My condolences - we are very brokenhearted to hear this news.


----------



## muskyslayer96 (Feb 28, 2009)

JamesT,

That SUCKS!

The stolen items cannot be replaced...at any cost. I hate thieves, filthy animals!!!

Keep building, look forward to seeing your new stuff.

MS


----------



## vc1111 (Apr 13, 2004)

Sorry to hear about that, James. That stinks.


----------



## st.slippy (Oct 3, 2008)

Hope they get busted somewhere down the line. Keep at it, though, would be a shame to let your talents go to waste.


----------



## Wow (May 17, 2010)

Truely devastating news, JT. I feel your pain. Was it out of your driveway or at the lake? These scumsuckers turn up anywhere these days.
File a police report, Look up your nearest pawn shops and call them. Try to itemize and describe your losses. If your local paper has a police blotter, the theft can be publicized.
Most of this type of theft is a crime of opportunity, namely some punk, looking for an EZ buck. Sometimes they catch these losers B4 they sell off the goods. Most of all, keep your chin up!--Tim..................................................................................................................................................................................


----------



## FishGuru (Feb 26, 2010)

I feel your pain and so sorry for loss.


----------



## JamesT (Jul 22, 2005)

Thanks so much for the positive comments, they really mean a lot! These comments, combined with the fact that the fish were on fire yesterday(in the pouring rain lol), and I'm back to smiling. First cast yesterday? 20" 3.7 lb largie(same handmade I caught my 37" flattie last year)! 

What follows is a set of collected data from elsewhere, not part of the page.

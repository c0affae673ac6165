//! Randomness for the race
//!
//! The engine draws every random number through `RandomSource`, so the
//! generator can be swapped (seeded for tests/replays, scripted for unit
//! tests) without touching the simulation code.

use rand::{Rng, SeedableRng};
use rand_pcg::Pcg32;

/// Source of uniform samples in [0, 1)
pub trait RandomSource {
    fn next_unit(&mut self) -> f32;
}

/// Default race RNG (PCG32)
#[derive(Debug, Clone)]
pub struct SimRng {
    seed: u64,
    inner: Pcg32,
}

impl SimRng {
    pub fn new(seed: u64) -> Self {
        Self {
            seed,
            inner: Pcg32::seed_from_u64(seed),
        }
    }

    /// Seeded from OS entropy, falling back to the clock when unavailable
    pub fn from_entropy() -> Self {
        Self::new(entropy_seed())
    }

    pub fn seed(&self) -> u64 {
        self.seed
    }
}

impl RandomSource for SimRng {
    fn next_unit(&mut self) -> f32 {
        self.inner.random::<f32>()
    }
}

/// Pick a seed from OS entropy. A race must never fail to start, so a
/// missing entropy source degrades to a clock-derived seed with a warning.
pub fn entropy_seed() -> u64 {
    match Pcg32::try_from_os_rng() {
        Ok(mut rng) => rng.random::<u64>(),
        Err(e) => {
            log::warn!("OS entropy unavailable ({}), seeding race RNG from clock", e);
            clock_seed()
        }
    }
}

#[cfg(target_arch = "wasm32")]
fn clock_seed() -> u64 {
    js_sys::Date::now() as u64
}

#[cfg(not(target_arch = "wasm32"))]
fn clock_seed() -> u64 {
    std::time::SystemTime::now()
        .duration_since(std::time::UNIX_EPOCH)
        .map_or(0, |d| d.as_nanos() as u64)
}

/// Uniform value in [min, max). Returns `min` for an empty or inverted range.
#[inline]
pub fn uniform<R: RandomSource + ?Sized>(rng: &mut R, min: f32, max: f32) -> f32 {
    if max <= min {
        return min;
    }
    min + rng.next_unit() * (max - min)
}

/// `base` plus up to `range` of random slack
#[inline]
pub fn uniform_from_base<R: RandomSource + ?Sized>(rng: &mut R, base: f32, range: f32) -> f32 {
    uniform(rng, base, base + range)
}

/// True with probability `p`
#[inline]
pub fn chance<R: RandomSource + ?Sized>(rng: &mut R, p: f32) -> bool {
    if p <= 0.0 {
        false
    } else if p >= 1.0 {
        true
    } else {
        rng.next_unit() < p
    }
}

/// Plays back a fixed sequence of samples, cycling
#[cfg(test)]
pub(crate) struct ScriptedRng {
    values: Vec<f32>,
    cursor: usize,
}

#[cfg(test)]
impl ScriptedRng {
    pub(crate) fn new(values: &[f32]) -> Self {
        Self {
            values: values.to_vec(),
            cursor: 0,
        }
    }
}

#[cfg(test)]
impl RandomSource for ScriptedRng {
    fn next_unit(&mut self) -> f32 {
        let v = self.values[self.cursor % self.values.len()];
        self.cursor += 1;
        v
    }
}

At this point I'm basically over it. Lesson learned? ALWAYS LOCK CAR DOORS AND KEEP VALUABLES OUT OF SIGHT!!!! I've decided to not pursue it anymore so I don't keep thinking about. I suspect it may have been the dirtbags across the street, but I can't just accuse them.

Thanks again.


----------



## rjbass (Aug 1, 2007)

JamesT,

Wouldn't you just once like to catch somebody doing that....it would be worth them doing it just to catch them...I guarantee they wouldn't be doing it again!!!!! I feel your loss!!!Rod


----------



## spinnerbayt (Mar 7, 2011)

I know exactly how you feel. I had 3 fly rods stolen out of my car a few years ago. 1 St. Croix Legend, 1 Redington, and worse yet the first rod I ever built custom for myself. I'm mostly over it now but it still hurts when I see stuff like this. I keep waiting for the custom rod to show up somewhere as it has my name under the clearcoat.


----------



## Snakecharmer (Apr 9, 2008)

JamesT said:


> At this point I'm basically over it. Lesson learned? ALWAYS LOCK CAR DOORS AND KEEP VALUABLES OUT OF SIGHT!!!! I've decided to not pursue it anymore so I don't keep thinking about. I suspect it may have been the dirtbags across the street, but I can't just accuse them.
> 
> Thanks again.


If it was your dirtbags, I'm sure they will return. Can you set up a decoy and try to catch them in the act? Maybe a Cabelas box with some old magazines in it for weight or a electronics box from a DVD player or X-box or something to tempt them into thinking they were getting something good?


----------



## JamesT (Jul 22, 2005)

well this could be getting interesting. About an hour ago I just happened to walk outside (to take lure pics lol) at the exact moment the vehicle in the pics pulled up across the street and parked. It sat there for about 1-2 minutes. Then it backed up and sat the driveway behind it for 1-2 minutes. Then it went to the stop sign at the end of the street and sat there for 1-2 minutes. I took the following pics and notified (and emailed the pics) the local police to keep an eye out. The vehicle was a lighter gray older rusted GMC SUV. I think it has tinted windows. THere was a CBJ tire cover on the rear. It happened close to the City Barbecue in Gahanna. Not accusing at all, just saying. It seemed odd.


----------



## BassinMaumee (Jan 12, 2010)

I live in Maumee and the same thing happened to me except they got almost everything I owned. I really pisses me off when people cant work and pay for their own stuff.


----------



## FSHNERIE (Mar 5, 2005)

For the most part people suck...Sorry about your luck.....KARMA


----------



## jerkin (Apr 3, 2008)

My FIL owned a charter boat out of Olcott a few years back. Someone broke into his boat and stole all his rods. A few days later he got a call from the police to come pick up his stuff. The thieves tried to sell it at a local bait shop but back then all the charter captains would engrave their boat name under the reel seats so the owner of the shop looked and called the police while he stalled the guys. Turned out to be immigrant workers that come up every fall to pick fruit. Most thieves are pretty stupid. Hopefully they're dumb enough to put some of your one off's on ebay.


----------